- Fu Chen, University of Alberta
- Ying Cui, University of Alberta
- Man-Wai Chu, University of Calgary
- Game analytics, Digital game-based assessment, Evidence-centered game design, Evidence trace files, Machine learning
- The purpose of this case study is to demonstrate how to utilize machine learning approaches to analyze student process data for validating and informing digital game-based assessments (DGBAs) with an evidence-centered game design (ECgD). The first analysis was conducted to examine whether students’ mastery of the overall skill required by the game can be well predicted by task-related behavioral features and if the selected key features map onto the evidence model of the ECgD. Specifically, we extracted 27 behavioral features as the indicators of students’ gameplay activities from the evidence trace files and modelled them using a machine learning algorithm—support vector machine with recursive feature elimination—to identify the key features for prediction.
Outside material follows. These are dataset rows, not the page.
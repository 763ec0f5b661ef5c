//! Node construction.
//!
//! The parser builds every node through an [`AstFactory`], so a caller can
//! observe or decorate construction without touching the grammar code.
//! Every method has a default that builds the plain node.

use crate::syntax::token::Token;

use super::{
    expression::{
        BinaryExpression, CallExpression, ConditionalExpression, Expression, GroupExpression,
        Identifier, LiteralBoolean, LiteralNumber, LiteralString, PostfixExpression,
        PrefixExpression, PropertyExpression,
    },
    operator::OperatorType,
    statement::{
        Declaration, FunctionDeclaration, ModuleDeclaration, ModuleRoot, Parameter,
        ParameterList, RecoveryNode, ReturnStatement, Statement, StatementBlock,
        VariableDefinition,
    },
};

pub trait AstFactory {
    fn create_identifier(&mut self, token: Token) -> Identifier {
        Identifier { token }
    }

    fn create_literal_boolean(&mut self, token: Token, value: bool) -> Expression {
        Expression::LiteralBoolean(LiteralBoolean { token, value })
    }

    fn create_literal_number(&mut self, token: Token, value: f64) -> Expression {
        Expression::LiteralNumber(LiteralNumber { token, value })
    }

    fn create_literal_string(&mut self, token: Token, value: String) -> Expression {
        Expression::LiteralString(LiteralString { token, value })
    }

    fn create_binary(
        &mut self,
        left: Expression,
        operator_token: Token,
        operator: OperatorType,
        right: Expression,
    ) -> Expression {
        Expression::Binary(BinaryExpression {
            left: Box::new(left),
            operator,
            operator_token,
            right: Box::new(right),
        })
    }

    fn create_prefix(
        &mut self,
        operator_token: Token,
        operator: OperatorType,
        expression: Expression,
    ) -> Expression {
        Expression::Prefix(PrefixExpression {
            operator,
            operator_token,
            expression: Box::new(expression),
        })
    }

    fn create_postfix(
        &mut self,
        expression: Expression,
        operator_token: Token,
        operator: OperatorType,
    ) -> Expression {
        Expression::Postfix(PostfixExpression {
            expression: Box::new(expression),
            operator,
            operator_token,
        })
    }

    fn create_call(
        &mut self,
        receiver: Expression,
        arguments: Vec<Expression>,
        close_token: Token,
    ) -> Expression {
        Expression::Call(CallExpression {
            receiver: Box::new(receiver),
            arguments,
            close_token,
        })
    }

    fn create_property(&mut self, receiver: Expression, property: Identifier) -> Expression {
        Expression::Property(PropertyExpression {
            receiver: Box::new(receiver),
            property,
        })
    }

    fn create_group(&mut self, open: Token, expression: Expression, close: Token) -> Expression {
        Expression::Group(GroupExpression {
            open,
            expression: Box::new(expression),
            close,
        })
    }

    fn create_conditional(
        &mut self,
        if_token: Token,
        condition: Expression,
        then_expression: Expression,
        else_expression: Expression,
    ) -> Expression {
        Expression::Conditional(ConditionalExpression {
            if_token,
            condition: Box::new(condition),
            then_expression: Box::new(then_expression),
            else_expression: Box::new(else_expression),
        })
    }

    fn create_return(&mut self, keyword: Token, expression: Expression) -> Statement {
        Statement::Return(ReturnStatement {
            keyword,
            expression,
        })
    }

    fn create_variable(
        &mut self,
        keyword: Token,
        name: Identifier,
        type_annotation: Option<Identifier>,
        initial_value: Option<Expression>,
    ) -> VariableDefinition {
        VariableDefinition {
            keyword,
            name,
            type_annotation,
            initial_value,
        }
    }

    fn create_recovery(&mut self, token: Token) -> Statement {
        Statement::Recovery(RecoveryNode { token })
    }

    fn create_block(
        &mut self,
        open: Token,
        statements: Vec<Statement>,
        close: Token,
    ) -> StatementBlock {
        StatementBlock {
            open,
            statements,
            close,
        }
    }

    fn create_parameter(
        &mut self,
        name: Identifier,
        type_annotation: Option<Identifier>,
        default_value: Option<Expression>,
    ) -> Parameter {
        Parameter {
            name,
            type_annotation,
            default_value,
        }
    }

    fn create_parameter_list(
        &mut self,
        open: Token,
        parameters: Vec<Parameter>,
        close: Token,
    ) -> ParameterList {
        ParameterList {
            open,
            parameters,
            close,
        }
    }

    fn create_function(
        &mut self,
        keyword: Token,
        name: Identifier,
        parameters: ParameterList,
        return_type: Option<Identifier>,
        body: Option<StatementBlock>,
    ) -> Declaration {
        Declaration::Function(FunctionDeclaration {
            keyword,
            name,
            parameters,
            return_type,
            body,
        })
    }

    fn create_module(&mut self, declarations: Vec<Declaration>, boundary: Token) -> ModuleDeclaration {
        ModuleDeclaration {
            declarations,
            boundary,
        }
    }

    fn create_module_root(
        &mut self,
        modules: Vec<ModuleDeclaration>,
        end_of_file: Token,
    ) -> ModuleRoot {
        ModuleRoot {
            modules,
            end_of_file,
        }
    }
}

#[derive(Debug, Default, Clone, Copy)]
pub struct DefaultAstFactory;

impl AstFactory for DefaultAstFactory {}

impl<F: AstFactory + ?Sized> AstFactory for &mut F {
    fn create_identifier(&mut self, token: Token) -> Identifier {
        (**self).create_identifier(token)
    }

    fn create_literal_boolean(&mut self, token: Token, value: bool) -> Expression {
        (**self).create_literal_boolean(token, value)
    }

    fn create_literal_number(&mut self, token: Token, value: f64) -> Expression {
        (**self).create_literal_number(token, value)
    }

    fn create_literal_string(&mut self, token: Token, value: String) -> Expression {
        (**self).create_literal_string(token, value)
    }

    fn create_binary(
        &mut self,
        left: Expression,
        operator_token: Token,
        operator: OperatorType,
        right: Expression,
    ) -> Expression {
        (**self).create_binary(left, operator_token, operator, right)
    }

    fn create_prefix(
        &mut self,
        operator_token: Token,
        operator: OperatorType,
        expression: Expression,
    ) -> Expression {
        (**self).create_prefix(operator_token, operator, expression)
    }

    fn create_postfix(
        &mut self,
        expression: Expression,
        operator_token: Token,
        operator: OperatorType,
    ) -> Expression {
        (**self).create_postfix(expression, operator_token, operator)
    }

    fn create_call(
        &mut self,
        receiver: Expression,
        arguments: Vec<Expression>,
        close_token: Token,
    ) -> Expression {
        (**self).create_call(receiver, arguments, close_token)
    }

    fn create_property(&mut self, receiver: Expression, property: Identifier) -> Expression {
        (**self).create_property(receiver, property)
    }

    fn create_group(&mut self, open: Token, expression: Expression, close: Token) -> Expression {
        (**self).create_group(open, expression, close)
    }

    fn create_conditional(
        &mut self,
        if_token: Token,
        condition: Expression,
        then_expression: Expression,
        else_expression: Expression,
    ) -> Expression {
        (**self).create_conditional(if_token, condition, then_expression, else_expression)
    }

    fn create_return(&mut self, keyword: Token, expression: Expression) -> Statement {
        (**self).create_return(keyword, expression)
    }

    fn create_variable(
        &mut self,
        keyword: Token,
        name: Identifier,
        type_annotation: Option<Identifier>,
        initial_value: Option<Expression>,
    ) -> VariableDefinition {
        (**self).create_variable(keyword, name, type_annotation, initial_value)
    }

    fn create_recovery(&mut self, token: Token) -> Statement {
        (**self).create_recovery(token)
    }

    fn create_block(
        &mut self,
        open: Token,
        statements: Vec<Statement>,
        close: Token,
    ) -> StatementBlock {
        (**self).create_block(open, statements, close)
    }

    fn create_parameter(
        &mut self,
        name: Identifier,
        type_annotation: Option<Identifier>,
        default_value: Option<Expression>,
    ) -> Parameter {
        (**self).create_parameter(name, type_annotation, default_value)
    }

    fn create_parameter_list(
        &mut self,
        open: Token,
        parameters: Vec<Parameter>,
        close: Token,
    ) -> ParameterList {
        (**self).create_parameter_list(open, parameters, close)
    }

    fn create_function(
        &mut self,
        keyword: Token,
        name: Identifier,
        parameters: ParameterList,
        return_type: Option<Identifier>,
        body: Option<StatementBlock>,
    ) -> Declaration {
        (**self).create_function(keyword, name, parameters, return_type, body)
    }

    fn create_module(&mut self, declarations: Vec<Declaration>, boundary: Token) -> ModuleDeclaration {
        (**self).create_module(declarations, boundary)
    }

    fn create_module_root(
        &mut self,
        modules: Vec<ModuleDeclaration>,
        end_of_file: Token,
    ) -> ModuleRoot {
        (**self).create_module_root(modules, end_of_file)
    }
}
The key features were in turn used to predict students’ mastery of the overall skill. Results showed that students’ retry attempts on two assessment tasks were found to be most influential for prediction with a moderate to high training and testing accuracy. The second analysis was conducted to examine whether the number of learning opportunities is sufficient for evaluating students’ mastery of the overall skill as well as determine the optimal number of learning opportunities for evaluation. The approach of long short-term memory networks was used to model students’ time-series behavioral features across multiple learning opportunities for predicting their acquisition of the overall skill. Results suggested that five learning opportunities were a good balance between evaluation accuracy and practical feasibility, and they were sufficient for evaluating students’ mastery of the overall skill given the DGGA tasks.